Background information
- Origin: Oakland, California, U.S.
- Genres: Alternative metal, hard rock, post-grunge
- Years active: 1996–2004, 2011–2012, 2021
- Labels: The Music Company
- Past members: Tim Narducci Adam Rupel Johnny Chow Shaun Bannon Nick St. Denis Phillip Bailey Paul Bostaph

= Systematic (band) =

American rock band

Systematic was an American rock band from Oakland, California. They were one of the first signings to Metallica drummer Lars Ulrich's record label, The Music Company, via Elektra Records. The band released two studio albums before disbanding in 2004.

== History ==
After signing with The Music Company, Systematic recorded their debut album, Somewhere in Between. Released in late 2001, it reached number 143 on the Billboard album chart. Systematic toured on Ozzfest the same year. In addition, the band appeared in HBO's live concert program Reverb alongside Papa Roach and Beautiful Creatures.
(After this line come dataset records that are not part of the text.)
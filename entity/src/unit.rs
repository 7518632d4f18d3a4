use sea_orm::entity::prelude::*;

use super::sea_orm_active_enums::DifficultyLevel;

#[derive(Clone, Debug, PartialEq, Eq, DeriveEntityModel)]
#[sea_orm(table_name = "unit")]
pub struct Model {
    #[sea_orm(primary_key)]
    pub id: i32,
    pub title: String,
    #[sea_orm(column_type = "Text", nullable)]
    pub description: Option<String>,
    pub order_index: i32,
    pub icon: Option<String>,
    pub color_theme: Option<String>,
    pub estimated_duration: Option<i32>,
    pub difficulty: DifficultyLevel,
    pub created_at: DateTimeUtc,
}

#[derive(Copy, Clone, Debug, EnumIter, DeriveRelation)]
pub enum Relation {
    #[sea_orm(has_many = "super::lesson::Entity")]
    Lesson,
}

impl Related<super::lesson::Entity> for Entity {
    fn to() -> RelationDef {
        Relation::Lesson.def()
    }
}

impl ActiveModelBehavior for ActiveModel {}
//! Lesson progress data repository.
//!
//! One `user_progress` row exists per user and lesson. Rows are created on the first
//! lesson attempt or exercise answer and merged on later visits.

use std::collections::HashSet;

use chrono::{DateTime, Utc};
use sea_orm::{
    ActiveModelTrait, ActiveValue, ColumnTrait, DatabaseConnection, DbErr, EntityTrait,
    QueryFilter, QuerySelect,
};

use crate::server::model::progress::{LessonAttemptParam, LessonProgress, LESSON_PASS_SCORE};

pub struct ProgressRepository<'a> {
    db: &'a DatabaseConnection,
}

impl<'a> ProgressRepository<'a> {
    pub fn new(db: &'a DatabaseConnection) -> Self {
        Self { db }
    }

    /// Finds the progress row of a user for a lesson
    pub async fn get(&self, user_id: i32, lesson_id: i32) -> Result<Option<LessonProgress>, DbErr> {
        let entity = entity::prelude::UserProgress::find()
            .filter(entity::user_progress::Column::UserId.eq(user_id))
            .filter(entity::user_progress::Column::LessonId.eq(lesson_id))
            .one(self.db)
            .await?;

        Ok(entity.map(LessonProgress::from_entity))
    }

    /// Records a lesson attempt, creating or merging the progress row.
    ///
    /// # Returns
    /// - `Ok((progress, newly_completed))` - Stored row and whether this attempt completed
    ///   the lesson for the first time
    /// - `Err(DbErr)` - Database error
    pub async fn record_attempt(
        &self,
        param: LessonAttemptParam,
    ) -> Result<(LessonProgress, bool), DbErr> {
        let Some(mut progress) = self.get(param.user_id, param.lesson_id).await? else {
            let completed = param.score >= LESSON_PASS_SCORE;
            let entity = entity::user_progress::ActiveModel {
                user_id: ActiveValue::Set(param.user_id),
                lesson_id: ActiveValue::Set(Some(param.lesson_id)),
                completed: ActiveValue::Set(completed),
                completion_date: ActiveValue::Set(completed.then_some(param.now)),
                score: ActiveValue::Set(Some(param.score)),
                time_spent: ActiveValue::Set(Some(param.time_spent.max(0))),
                attempts: ActiveValue::Set(1),
                content_sections_viewed: ActiveValue::Set(None),
                exercises_completed: ActiveValue::Set(0),
                exercises_correct: ActiveValue::Set(0),
                last_accessed: ActiveValue::Set(param.now),
                ..Default::default()
            }
            .insert(self.db)
            .await?;

            return Ok((LessonProgress::from_entity(entity), completed));
        };

        let newly_completed = progress.merge_attempt(param.score, param.time_spent, param.now);

        entity::user_progress::ActiveModel {
            id: ActiveValue::Unchanged(progress.id),
            completed: ActiveValue::Set(progress.completed),
            completion_date: ActiveValue::Set(progress.completion_date),
            score: ActiveValue::Set(progress.score),
            time_spent: ActiveValue::Set(progress.time_spent),
            attempts: ActiveValue::Set(progress.attempts),
            last_accessed: ActiveValue::Set(progress.last_accessed),
            ..Default::default()
        }
        .update(self.db)
        .await?;

        Ok((progress, newly_completed))
    }

    /// Counts an exercise answer against the lesson's progress row.
    pub async fn record_exercise(
        &self,
        user_id: i32,
        lesson_id: i32,
        correct: bool,
        now: DateTime<Utc>,
    ) -> Result<(), DbErr> {
        let correct_delta = i32::from(correct);

        match self.get(user_id, lesson_id).await? {
            Some(progress) => {
                entity::user_progress::ActiveModel {
                    id: ActiveValue::Unchanged(progress.id),
                    exercises_completed: ActiveValue::Set(progress.exercises_completed + 1),
                    exercises_correct: ActiveValue::Set(
                        progress.exercises_correct + correct_delta,
                    ),
                    last_accessed: ActiveValue::Set(now),
                    ..Default::default()
                }
                .update(self.db)
                .await?;
            }
            None => {
                entity::user_progress::ActiveModel {
                    user_id: ActiveValue::Set(user_id),
                    lesson_id: ActiveValue::Set(Some(lesson_id)),
                    completed: ActiveValue::Set(false),
                    completion_date: ActiveValue::Set(None),
                    score: ActiveValue::Set(None),
                    time_spent: ActiveValue::Set(None),
                    attempts: ActiveValue::Set(0),
                    content_sections_viewed: ActiveValue::Set(None),
                    exercises_completed: ActiveValue::Set(1),
                    exercises_correct: ActiveValue::Set(correct_delta),
                    last_accessed: ActiveValue::Set(now),
                    ..Default::default()
                }
                .insert(self.db)
                .await?;
            }
        }

        Ok(())
    }

    /// Gets the IDs of every lesson the user has completed
    pub async fn completed_lesson_ids(&self, user_id: i32) -> Result<HashSet<i32>, DbErr> {
        let ids: Vec<Option<i32>> = entity::prelude::UserProgress::find()
            .select_only()
            .column(entity::user_progress::Column::LessonId)
            .filter(entity::user_progress::Column::UserId.eq(user_id))
            .filter(entity::user_progress::Column::Completed.eq(true))
            .into_tuple()
            .all(self.db)
            .await?;

        Ok(ids.into_iter().flatten().collect())
    }
}
//! Credential primitives: password hashing and signed bearer tokens.

pub mod password;
pub mod token;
During the music video shoot for the song "Deep Colors Bleed", drummer Shaun Bannon injured his arm, forcing him to step down from his duties behind the kit. After a few temporary fill-in drummers, former Slayer drummer Paul Bostaph joined Systematic in 2002. The video game ATV Offroad Fury 2, released in November 2002, featured the band's song "Thick Skin". Somewhere in this time period, Nick St. Denis also left the band due to his desire to play guitar instead of bass. Bassist John "Johny Chow" Bechtel filled the void, and the group headed to the studio to record their follow-up to Somewhere in Between.

Pleasure to Burn was released in 2003, and the band embarked on the Jägermeister Music Tour along with Stereomud, Hed PE, Breaking Benjamin, and Saliva, as well as other tours to promote their sophomore effort.

Paul Bostaph left the band in 2004, and former drummer Shaun Bannon rejoined, having healed from his injuries. He was not in the group for long, however, as Systematic officially disbanded following a concert in April 2004. Soon after, vocalist Tim Narducci would form a new group with the remnants of recently disbanded Manmade God, which featured a longtime friend of Narducci, guitarist Craig Locicero. The band, soon named Spiralarms, would go on to record an album together. Nick St. Denis went on to play in Raze the Stray with Skinlab founder Mike Roberts and Subincision bassist Rik Miles. Johny Chow went on to play bass with Cavalera Conspiracy and Stone Sour.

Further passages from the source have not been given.